Post by asadul1217 on Feb 12, 2024 3:47:48 GMT
Getting the house of your dreams is one of the most exciting goals you can achieve, but it can also be a headache if you are not prepared for the paperwork, numbers and hitherto possibly unknown terms that will come your way. . But, so that this does not happen and that nothing and no one prevents you from becoming the owner of your first home, it is best to follow a series of guidelines before applying for a mortgage. The first thing you should know is that it is the best time to buy, at least this is supported by INE data: between January and February 2019, 67,580 loans have been formalized in Spain, that is, 10,000 more than in 2018. That is, that for the first time since the Great Recession, more mortgages are signed than are paid off. Is this the right house? Given this very positive outlook, we have to ask ourselves if buying is really what best suits our situation. It seems obvious, but many times we become obsessed with an idea and are not able to see reality.

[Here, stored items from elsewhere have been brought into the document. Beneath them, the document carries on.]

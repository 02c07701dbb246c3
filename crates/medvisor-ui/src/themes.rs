use ratatui::style::{Color, Modifier, Style};

use medvisor_core::models::{ChangeType, ClaimStatus, KpiVariant, Severity};

/// Terminal background type detection.
#[derive(Debug, Clone, Copy, PartialEq)]
pub enum BackgroundType {
    Dark,
    Light,
    Unknown,
}

/// Detect terminal background type from the `COLORFGBG` environment variable.
///
/// The variable has the format `"foreground;background"`.  Background values
/// 0–6 are considered dark; 7–15 are considered light.  If the variable is
/// absent or unparseable, `BackgroundType::Dark` is returned.
pub fn detect_background() -> BackgroundType {
    if let Ok(val) = std::env::var("COLORFGBG") {
        if let Some(bg) = val.split(';').next_back() {
            if let Ok(bg_num) = bg.parse::<u8>() {
                return if bg_num <= 6 {
                    BackgroundType::Dark
                } else {
                    BackgroundType::Light
                };
            }
        }
    }
    BackgroundType::Dark
}

/// Complete theme definition carrying all UI styles used by the dashboard
/// widgets.
#[derive(Debug, Clone)]
pub struct Theme {
    // ── Header ───────────────────────────────────────────────────────────────
    pub header: Style,
    pub header_accent: Style,
    pub separator: Style,

    // ── Text ─────────────────────────────────────────────────────────────────
    pub text: Style,
    pub dim: Style,
    pub bold: Style,
    pub label: Style,
    pub value: Style,

    // ── Status ───────────────────────────────────────────────────────────────
    pub info: Style,
    pub success: Style,
    pub warning: Style,
    pub error: Style,

    // ── KPI cards ────────────────────────────────────────────────────────────
    pub card_border: Style,
    pub change_up: Style,
    pub change_down: Style,

    // ── Charts ───────────────────────────────────────────────────────────────
    pub bar: Style,
    pub bar_value: Style,
    /// Cycled through for the denial-reason slices.
    pub slices: [Style; 5],

    // ── Table ────────────────────────────────────────────────────────────────
    pub table_header: Style,
    pub table_border: Style,
    pub table_row: Style,
    pub table_row_alt: Style,
    pub tab_active: Style,
    pub tab_inactive: Style,

    // ── Footer / prompt ──────────────────────────────────────────────────────
    pub prompt: Style,
    pub notification_info: Style,
    pub notification_error: Style,
}

impl Theme {
    // ── Constructors ─────────────────────────────────────────────────────────

    /// Dark-background terminal theme (default).
    pub fn dark() -> Self {
        Self {
            header: Style::default()
                .fg(Color::Cyan)
                .add_modifier(Modifier::BOLD),
            header_accent: Style::default().fg(Color::Yellow),
            separator: Style::default().fg(Color::DarkGray),

            text: Style::default().fg(Color::White),
            dim: Style::default().fg(Color::DarkGray),
            bold: Style::default()
                .fg(Color::White)
                .add_modifier(Modifier::BOLD),
            label: Style::default().fg(Color::Gray),
            value: Style::default()
                .fg(Color::White)
                .add_modifier(Modifier::BOLD),

            info: Style::default().fg(Color::Cyan),
            success: Style::default().fg(Color::Green),
            warning: Style::default().fg(Color::Yellow),
            error: Style::default().fg(Color::Red),

            card_border: Style::default().fg(Color::DarkGray),
            change_up: Style::default().fg(Color::Green),
            change_down: Style::default().fg(Color::Red),

            bar: Style::default().fg(Color::Red),
            bar_value: Style::default().fg(Color::White).bg(Color::Red),
            slices: [
                Style::default().fg(Color::Red),
                Style::default().fg(Color::Yellow),
                Style::default().fg(Color::Cyan),
                Style::default().fg(Color::Magenta),
                Style::default().fg(Color::Blue),
            ],

            table_header: Style::default()
                .fg(Color::Cyan)
                .add_modifier(Modifier::BOLD),
            table_border: Style::default().fg(Color::DarkGray),
            table_row: Style::default().fg(Color::White),
            table_row_alt: Style::default().fg(Color::Gray),
            tab_active: Style::default()
                .fg(Color::Cyan)
                .add_modifier(Modifier::BOLD | Modifier::UNDERLINED),
            tab_inactive: Style::default().fg(Color::Gray),

            prompt: Style::default().fg(Color::Yellow),
            notification_info: Style::default().fg(Color::Cyan),
            notification_error: Style::default().fg(Color::Red).add_modifier(Modifier::BOLD),
        }
    }

    /// Light-background terminal theme.
    ///
    /// Uses dark colours for text and bright accent colours so that content
    /// remains legible against a white/light-grey terminal canvas.
    pub fn light() -> Self {
        Self {
            header: Style::default()
                .fg(Color::Blue)
                .add_modifier(Modifier::BOLD),
            header_accent: Style::default().fg(Color::Magenta),
            separator: Style::default().fg(Color::Gray),

            text: Style::default().fg(Color::Black),
            dim: Style::default().fg(Color::Gray),
            bold: Style::default()
                .fg(Color::Black)
                .add_modifier(Modifier::BOLD),
            label: Style::default().fg(Color::DarkGray),
            value: Style::default()
                .fg(Color::Black)
                .add_modifier(Modifier::BOLD),

            info: Style::default().fg(Color::Blue),
            success: Style::default().fg(Color::Green),
            warning: Style::default().fg(Color::Yellow),
            error: Style::default().fg(Color::Red),

            card_border: Style::default().fg(Color::Gray),
            change_up: Style::default().fg(Color::Green),
            change_down: Style::default().fg(Color::Red),

            bar: Style::default().fg(Color::Red),
            bar_value: Style::default().fg(Color::White).bg(Color::Red),
            slices: [
                Style::default().fg(Color::Red),
                Style::default().fg(Color::Magenta),
                Style::default().fg(Color::Blue),
                Style::default().fg(Color::Green),
                Style::default().fg(Color::DarkGray),
            ],

            table_header: Style::default()
                .fg(Color::Blue)
                .add_modifier(Modifier::BOLD),
            table_border: Style::default().fg(Color::Gray),
            table_row: Style::default().fg(Color::Black),
            table_row_alt: Style::default().fg(Color::DarkGray),
            tab_active: Style::default()
                .fg(Color::Blue)
                .add_modifier(Modifier::BOLD | Modifier::UNDERLINED),
            tab_inactive: Style::default().fg(Color::DarkGray),

            prompt: Style::default().fg(Color::Magenta),
            notification_info: Style::default().fg(Color::Blue),
            notification_error: Style::default().fg(Color::Red).add_modifier(Modifier::BOLD),
        }
    }

    /// Classic terminal theme using only the basic 8-colour ANSI palette.
    ///
    /// Avoids bold modifiers to keep output plain on minimal terminal
    /// emulators.
    pub fn classic() -> Self {
        Self {
            header: Style::default().fg(Color::Cyan),
            header_accent: Style::default().fg(Color::White),
            separator: Style::default().fg(Color::DarkGray),

            text: Style::default().fg(Color::White),
            dim: Style::default().fg(Color::DarkGray),
            bold: Style::default().fg(Color::White),
            label: Style::default().fg(Color::Gray),
            value: Style::default().fg(Color::White),

            info: Style::default().fg(Color::Cyan),
            success: Style::default().fg(Color::Green),
            warning: Style::default().fg(Color::Yellow),
            error: Style::default().fg(Color::Red),

            card_border: Style::default().fg(Color::DarkGray),
            change_up: Style::default().fg(Color::Green),
            change_down: Style::default().fg(Color::Red),

            bar: Style::default().fg(Color::Red),
            bar_value: Style::default().fg(Color::White),
            slices: [
                Style::default().fg(Color::Red),
                Style::default().fg(Color::Yellow),
                Style::default().fg(Color::Cyan),
                Style::default().fg(Color::Magenta),
                Style::default().fg(Color::Blue),
            ],

            table_header: Style::default().fg(Color::Cyan),
            table_border: Style::default().fg(Color::DarkGray),
            table_row: Style::default().fg(Color::White),
            table_row_alt: Style::default().fg(Color::Gray),
            tab_active: Style::default().fg(Color::Cyan),
            tab_inactive: Style::default().fg(Color::DarkGray),

            prompt: Style::default().fg(Color::Yellow),
            notification_info: Style::default().fg(Color::Cyan),
            notification_error: Style::default().fg(Color::Red),
        }
    }

    /// Choose a theme automatically based on the detected terminal background.
    pub fn auto_detect() -> Self {
        match detect_background() {
            BackgroundType::Light => Self::light(),
            _ => Self::dark(),
        }
    }

    /// Construct a theme by name.  Falls back to `auto_detect` for unknown
    /// names.
    pub fn from_name(name: &str) -> Self {
        match name {
            "light" => Self::light(),
            "dark" => Self::dark(),
            "classic" => Self::classic(),
            _ => Self::auto_detect(),
        }
    }

    // ── Style helpers ────────────────────────────────────────────────────────

    /// Value style of a KPI card with the given emphasis.
    pub fn kpi_style(&self, variant: KpiVariant) -> Style {
        match variant {
            KpiVariant::Default => self.value,
            KpiVariant::Success => self.value.patch(self.success),
            KpiVariant::Warning => self.value.patch(self.warning),
            KpiVariant::Destructive => self.value.patch(self.error),
        }
    }

    pub fn change_style(&self, change_type: ChangeType) -> Style {
        match change_type {
            ChangeType::Increase => self.change_up,
            ChangeType::Decrease => self.change_down,
        }
    }

    /// Badge colour for a claim status cell.  Unknown statuses render plain.
    pub fn status_style(&self, status: &ClaimStatus) -> Style {
        match status {
            ClaimStatus::Paid => self.success,
            ClaimStatus::Denied => self.error,
            ClaimStatus::Pending => self.warning,
            ClaimStatus::Submitted => self.info,
            ClaimStatus::Other(_) => self.text,
        }
    }

    pub fn severity_style(&self, severity: Severity) -> Style {
        match severity {
            Severity::High => self.error,
            Severity::Medium => self.warning,
            Severity::Low => self.success,
        }
    }

    /// Colour of the `index`-th denial-reason slice, cycling when exhausted.
    pub fn slice_style(&self, index: usize) -> Style {
        self.slices[index % self.slices.len()]
    }
}

// ── Tests ─────────────────────────────────────────────────────────────────────

#[cfg(test)]
mod tests {
    use super::*;
    use ratatui::style::Color;

    // ── Theme construction ───────────────────────────────────────────────────

    #[test]
    fn test_dark_theme_creation() {
        let t = Theme::dark();
        assert_eq!(t.header.fg, Some(Color::Cyan));
        assert_eq!(t.success.fg, Some(Color::Green));
        assert_eq!(t.warning.fg, Some(Color::Yellow));
        assert_eq!(t.error.fg, Some(Color::Red));
        assert_eq!(t.bar.fg, Some(Color::Red));
    }

    #[test]
    fn test_light_theme_creation() {
        let t = Theme::light();
        assert_eq!(t.header.fg, Some(Color::Blue));
        assert_eq!(t.text.fg, Some(Color::Black));
        assert_eq!(t.table_row.fg, Some(Color::Black));
    }

    #[test]
    fn test_classic_theme_creation() {
        let t = Theme::classic();
        assert!(!t.bold.add_modifier.contains(Modifier::BOLD));
        assert!(!t.tab_active.add_modifier.contains(Modifier::BOLD));
        // Classic notification_error must NOT have BOLD (unlike dark/light).
        assert!(!t.notification_error.add_modifier.contains(Modifier::BOLD));
    }

    #[test]
    fn test_from_name() {
        assert_eq!(Theme::from_name("dark").header.fg, Some(Color::Cyan));
        assert_eq!(Theme::from_name("light").header.fg, Some(Color::Blue));
        let classic = Theme::from_name("classic");
        assert!(!classic.header.add_modifier.contains(Modifier::BOLD));
    }

    #[test]
    fn test_from_name_unknown_falls_back() {
        let t = Theme::from_name("does-not-exist");
        assert!(t.header.fg.is_some());
    }

    // ── Style helpers ────────────────────────────────────────────────────────

    #[test]
    fn test_kpi_style_by_variant() {
        let t = Theme::dark();
        assert_eq!(t.kpi_style(KpiVariant::Success).fg, Some(Color::Green));
        assert_eq!(t.kpi_style(KpiVariant::Warning).fg, Some(Color::Yellow));
        assert_eq!(t.kpi_style(KpiVariant::Destructive).fg, Some(Color::Red));
        assert_eq!(t.kpi_style(KpiVariant::Default).fg, Some(Color::White));
        assert!(t
            .kpi_style(KpiVariant::Success)
            .add_modifier
            .contains(Modifier::BOLD));
    }

    #[test]
    fn test_change_style() {
        let t = Theme::dark();
        assert_eq!(t.change_style(ChangeType::Increase).fg, Some(Color::Green));
        assert_eq!(t.change_style(ChangeType::Decrease).fg, Some(Color::Red));
    }

    #[test]
    fn test_status_style() {
        let t = Theme::dark();
        assert_eq!(t.status_style(&ClaimStatus::Paid).fg, Some(Color::Green));
        assert_eq!(t.status_style(&ClaimStatus::Denied).fg, Some(Color::Red));
        assert_eq!(t.status_style(&ClaimStatus::Pending).fg, Some(Color::Yellow));
        assert_eq!(t.status_style(&ClaimStatus::Submitted).fg, Some(Color::Cyan));
        assert_eq!(
            t.status_style(&ClaimStatus::Other("Appealed".into())).fg,
            Some(Color::White)
        );
    }

    #[test]
    fn test_severity_style() {
        let t = Theme::dark();
        assert_eq!(t.severity_style(Severity::High).fg, Some(Color::Red));
        assert_eq!(t.severity_style(Severity::Medium).fg, Some(Color::Yellow));
        assert_eq!(t.severity_style(Severity::Low).fg, Some(Color::Green));
    }

    #[test]
    fn test_slice_style_cycles() {
        let t = Theme::dark();
        assert_eq!(t.slice_style(0), t.slice_style(5));
        assert_ne!(t.slice_style(0), t.slice_style(1));
    }
}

Signing a mortgage entails future expenses that we commit to facing, so enjoying lasting stability is an essential requirement. If you are clear about it, investigate the home thoroughly, you have to know the house before embarking on the adventure of making it your property. Value it with professional help, based on that price the entity from which you France Email List request the loan will make its corresponding calculations. You can also approach the Property Registry or Cadastre to see if the property has financial charges or any type of associated problem. The pocket, under examination It's the house, but is your pocket ready to pay for it? The savings you've been building up for years should be enough to take on a mortgage. Keep in mind that, as a rule, the loan that the bank will offer you should not be more than 80% of the value of the property. It is recommended that, at most, 35% of salary and income be allocated to finance housing.
Fixed, variable or mixed mortgage? There are three types of mortgages depending on the interest on the loan that the bank will give you: fixed, variable and mixed. Choosing the best one depends on your circumstances before purchasing. For example, in fixed loans, the interest remains constant, so they are not affected by increases or decreases in interest rates. They usually include higher rates and shorter repayment terms. But, on the other hand, variable loans change depending on the evolution of indicators such as the Euribor, so they are more unstable. The Euribor is an index that marks the average interest rate at which European financial institutions lend money to each other in the short term, so its amount always varies and is usually reviewed semiannually or annually. Lastly, mixed mortgages maintain rates for more than a year and then become variable. Let yourself be advised Answer all the bank's questions and do not be left with any doubts, it is very important that you are clear about all the steps of the process. Hiding data will only harm you from properly analyzing the viability of the loan. Going to intermediaries such as real estate agencies will involve a cost, but it will save you headaches. Get professional advice and keep in mind that mortgages are not an exact science, so do not despair, it will be a long process but, if you really pursue the house of your dreams, the mortgage adventure will be worth it.